### PROMPT
Please retype the listing below exactly, from its opening line through the line where "Each data row" appears.

### SUPPLIED DATA

########

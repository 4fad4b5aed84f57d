// ============================================================
// Layer 4 - Corpus Loader
// ============================================================
// Streams rows out of a delimited text file (CSV by default)
// using the csv crate.
//
// The header row is a configuration contract. Every configured
// column is resolved to an index once, up front. A missing
// column is fatal before any data row is read.
//
// Each data row then becomes one of:
//   - RowRead::Record     well-formed, fields picked by index
//   - RowRead::Malformed  field count differs from the header,
//                         or the row is not valid UTF-8
//
// An I/O failure while reading is fatal and propagates.
//
// Example (APCD hemistich layout):
//   الشطر الايمن,الشطر الايسر,البحر,القافية,الشاعر,...
//   خليلي لا تستعجلا...,وان تجمعا شملي...,الطويل,د,امرؤ القيس,...

use anyhow::{Context, Result};
use csv::{Reader, ReaderBuilder, StringRecord};
use serde::{Deserialize, Serialize};
use std::{fs::File, path::Path};

use crate::domain::error::PrepError;
use crate::domain::record::{RawRecord, RowRead};
use crate::domain::traits::RecordSource;

/// Separator used when joining several grouping columns.
const GROUP_SEPARATOR: &str = " / ";

/// Which header names carry which field.
#[derive(Debug, Clone, PartialEq, Eq, Serialize, Deserialize)]
pub struct ColumnSpec {
    /// Half-verse column (line layout) or h1 column (hemistich layout)
    pub text: String,

    /// h2 column; setting it switches to hemistich layout
    pub second: Option<String>,

    pub meter: String,

    /// Author-supplied rhyme column (hemistich layout only)
    pub rhyme: Option<String>,

    /// Columns that together identify a poem
    pub group: Vec<String>,
}

impl Default for ColumnSpec {
    fn default() -> Self {
        Self {
            text:   "text".to_string(),
            second: None,
            meter:  "meter".to_string(),
            rhyme:  None,
            group:  Vec::new(),
        }
    }
}

/// Resolved column positions.
#[derive(Debug)]
struct ColumnIndex {
    text:   usize,
    second: Option<usize>,
    meter:  usize,
    rhyme:  Option<usize>,
    group:  Vec<usize>,
}

impl ColumnIndex {
    fn resolve(spec: &ColumnSpec, headers: &[String]) -> std::result::Result<Self, PrepError> {
        let find = |name: &str| {
            headers
                .iter()
                .position(|h| h == name.trim())
                .ok_or_else(|| PrepError::MissingColumn {
                    column:    name.to_string(),
                    available: headers.to_vec(),
                })
        };

        Ok(Self {
            text:   find(spec.text.as_str())?,
            second: spec.second.as_deref().map(find).transpose()?,
            meter:  find(spec.meter.as_str())?,
            rhyme:  spec.rhyme.as_deref().map(find).transpose()?,
            group:  spec.group.iter().map(|g| find(g.as_str())).collect::<std::result::Result<_, _>>()?,
        })
    }
}

/// Reads corpus rows from a delimited file.
/// Implements the RecordSource trait from Layer 3.
pub struct CsvLoader {
    reader:  Reader<File>,
    columns: ColumnIndex,
    width:   usize,
    record:  StringRecord,
    row:     u64,
}

impl CsvLoader {
    /// Open `path`, read its header and resolve every configured column.
    pub fn open(path: &Path, spec: &ColumnSpec, delimiter: u8) -> Result<Self> {
        let mut reader = ReaderBuilder::new()
            .has_headers(true)
            .flexible(true)
            .delimiter(delimiter)
            .from_path(path)
            .map_err(|e| PrepError::Input {
                path:   path.to_path_buf(),
                reason: e.to_string(),
            })?;

        let headers: Vec<String> = reader
            .headers()
            .map_err(|e| PrepError::Input {
                path:   path.to_path_buf(),
                reason: format!("bad header row: {e}"),
            })?
            .iter()
            .map(|h| h.trim_start_matches('\u{FEFF}').trim().to_string())
            .collect();

        let columns = ColumnIndex::resolve(spec, &headers)
            .with_context(|| format!("Header check failed for '{}'", path.display()))?;

        tracing::debug!(
            "Opened '{}' with {} columns ({} layout)",
            path.display(),
            headers.len(),
            if columns.second.is_some() { "hemistich" } else { "line" },
        );

        Ok(Self {
            reader,
            columns,
            width: headers.len(),
            record: StringRecord::new(),
            row: 0,
        })
    }

    fn field(&self, idx: usize) -> &str {
        self.record.get(idx).unwrap_or_default()
    }

    fn build_record(&self) -> RawRecord {
        let group = self
            .columns
            .group
            .iter()
            .map(|&i| self.field(i).trim())
            .collect::<Vec<_>>()
            .join(GROUP_SEPARATOR);

        let text  = self.field(self.columns.text);
        let meter = self.field(self.columns.meter);

        let record = match self.columns.second {
            Some(i) => RawRecord::pair(self.row, text, self.field(i), meter),
            None    => RawRecord::half(self.row, text, meter),
        }
        .with_group(group);

        match self.columns.rhyme {
            Some(i) => record.with_rhyme(self.field(i)),
            None    => record,
        }
    }
}

impl RecordSource for CsvLoader {
    fn next_row(&mut self) -> Result<Option<RowRead>> {
        match self.reader.read_record(&mut self.record) {
            Ok(false) => Ok(None),
            Ok(true) => {
                self.row += 1;
                if self.record.len() != self.width {
                    return Ok(Some(RowRead::Malformed {
                        row:    self.row,
                        reason: format!(
                            "expected {} fields, found {}",
                            self.width,
                            self.record.len()
                        ),
                    }));
                }
                Ok(Some(RowRead::Record(self.build_record())))
            }
            // A failed read of the underlying file is fatal
            Err(e) if e.is_io_error() => {
                Err(e).with_context(|| format!("Read failed after row {}", self.row))
            }
            // Anything else (e.g. invalid UTF-8) only spoils this row
            Err(e) => {
                self.row += 1;
                Ok(Some(RowRead::Malformed { row: self.row, reason: e.to_string() }))
            }
        }
    }
}

// ─── Unit Tests ───────────────────────────────────────────────────────────────
#[cfg(test)]
mod tests {
    use super::*;
    use std::io::Write;
    use tempfile::NamedTempFile;

    fn csv_file(contents: &[u8]) -> NamedTempFile {
        let mut f = NamedTempFile::new().unwrap();
        f.write_all(contents).unwrap();
        f.flush().unwrap();
        f
    }

    fn drain(loader: &mut CsvLoader) -> Vec<RowRead> {
        let mut rows = Vec::new();
        while let Some(row) = loader.next_row().unwrap() {
            rows.push(row);
        }
        rows
    }

    #[test]
    fn test_reads_line_layout() {
        let f = csv_file("poet,text,meter\nعنترة,بيت اول,الكامل\nعنترة,بيت ثان,الكامل\n".as_bytes());
        let spec = ColumnSpec { group: vec!["poet".to_string()], ..Default::default() };
        let mut loader = CsvLoader::open(f.path(), &spec, b',').unwrap();

        let rows = drain(&mut loader);
        assert_eq!(rows.len(), 2);
        assert_eq!(
            rows[0],
            RowRead::Record(RawRecord::half(1, "بيت اول", "الكامل").with_group("عنترة"))
        );
    }

    #[test]
    fn test_reads_hemistich_layout_with_rhyme() {
        let f = csv_file("h1\th2\tm\tr\nا\tب\tالطويل\tد\n".as_bytes());
        let spec = ColumnSpec {
            text:   "h1".to_string(),
            second: Some("h2".to_string()),
            meter:  "m".to_string(),
            rhyme:  Some("r".to_string()),
            group:  Vec::new(),
        };
        let mut loader = CsvLoader::open(f.path(), &spec, b'\t').unwrap();
        let rows = drain(&mut loader);
        assert_eq!(
            rows,
            vec![RowRead::Record(RawRecord::pair(1, "ا", "ب", "الطويل").with_rhyme("د"))]
        );
    }

    #[test]
    fn test_wrong_field_count_is_malformed() {
        let f = csv_file(b"text,meter\na,b,c\nx,y\n");
        let mut loader = CsvLoader::open(f.path(), &ColumnSpec::default(), b',').unwrap();
        let rows = drain(&mut loader);
        assert!(matches!(rows[0], RowRead::Malformed { row: 1, .. }));
        assert_eq!(rows[1], RowRead::Record(RawRecord::half(2, "x", "y")));
    }

    #[test]
    fn test_invalid_utf8_is_malformed() {
        let f = csv_file(b"text,meter\n\xff\xfe,x\nok,y\n");
        let mut loader = CsvLoader::open(f.path(), &ColumnSpec::default(), b',').unwrap();
        let rows = drain(&mut loader);
        assert_eq!(rows.len(), 2);
        assert!(matches!(rows[0], RowRead::Malformed { .. }));
        assert_eq!(rows[1], RowRead::Record(RawRecord::half(2, "ok", "y")));
    }

    #[test]
    fn test_bom_and_padded_headers_are_accepted() {
        let f = csv_file("\u{FEFF} text , meter\nا,الرمل\n".as_bytes());
        let mut loader = CsvLoader::open(f.path(), &ColumnSpec::default(), b',').unwrap();
        assert_eq!(drain(&mut loader).len(), 1);
    }

    #[test]
    fn test_missing_column_is_fatal() {
        let f = csv_file(b"text,bahr\na,b\n");
        let err = CsvLoader::open(f.path(), &ColumnSpec::default(), b',').err().unwrap();
        let prep = err.downcast_ref::<PrepError>().unwrap();
        assert!(matches!(prep, PrepError::MissingColumn { column, .. } if column == "meter"));
    }

    #[test]
    fn test_missing_file_is_fatal() {
        let dir  = tempfile::tempdir().unwrap();
        let path = dir.path().join("nope.csv");
        let err  = CsvLoader::open(&path, &ColumnSpec::default(), b',').err().unwrap();
        assert!(matches!(err.downcast_ref::<PrepError>(), Some(PrepError::Input { .. })));
    }
}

########

### EXERCISE RESPONSE
repository 4fad4b5aed84f57d
// ============================================================
// Layer 4 - Corpus Loader
// ============================================================
// Streams rows out of a delimited text file (CSV by default)
// using the csv crate.
//
// The header row is a configuration contract. Every configured
// column is resolved to an index once, up front. A missing
// column is fatal before any data row is read.
//
// Each data row then becomes one of:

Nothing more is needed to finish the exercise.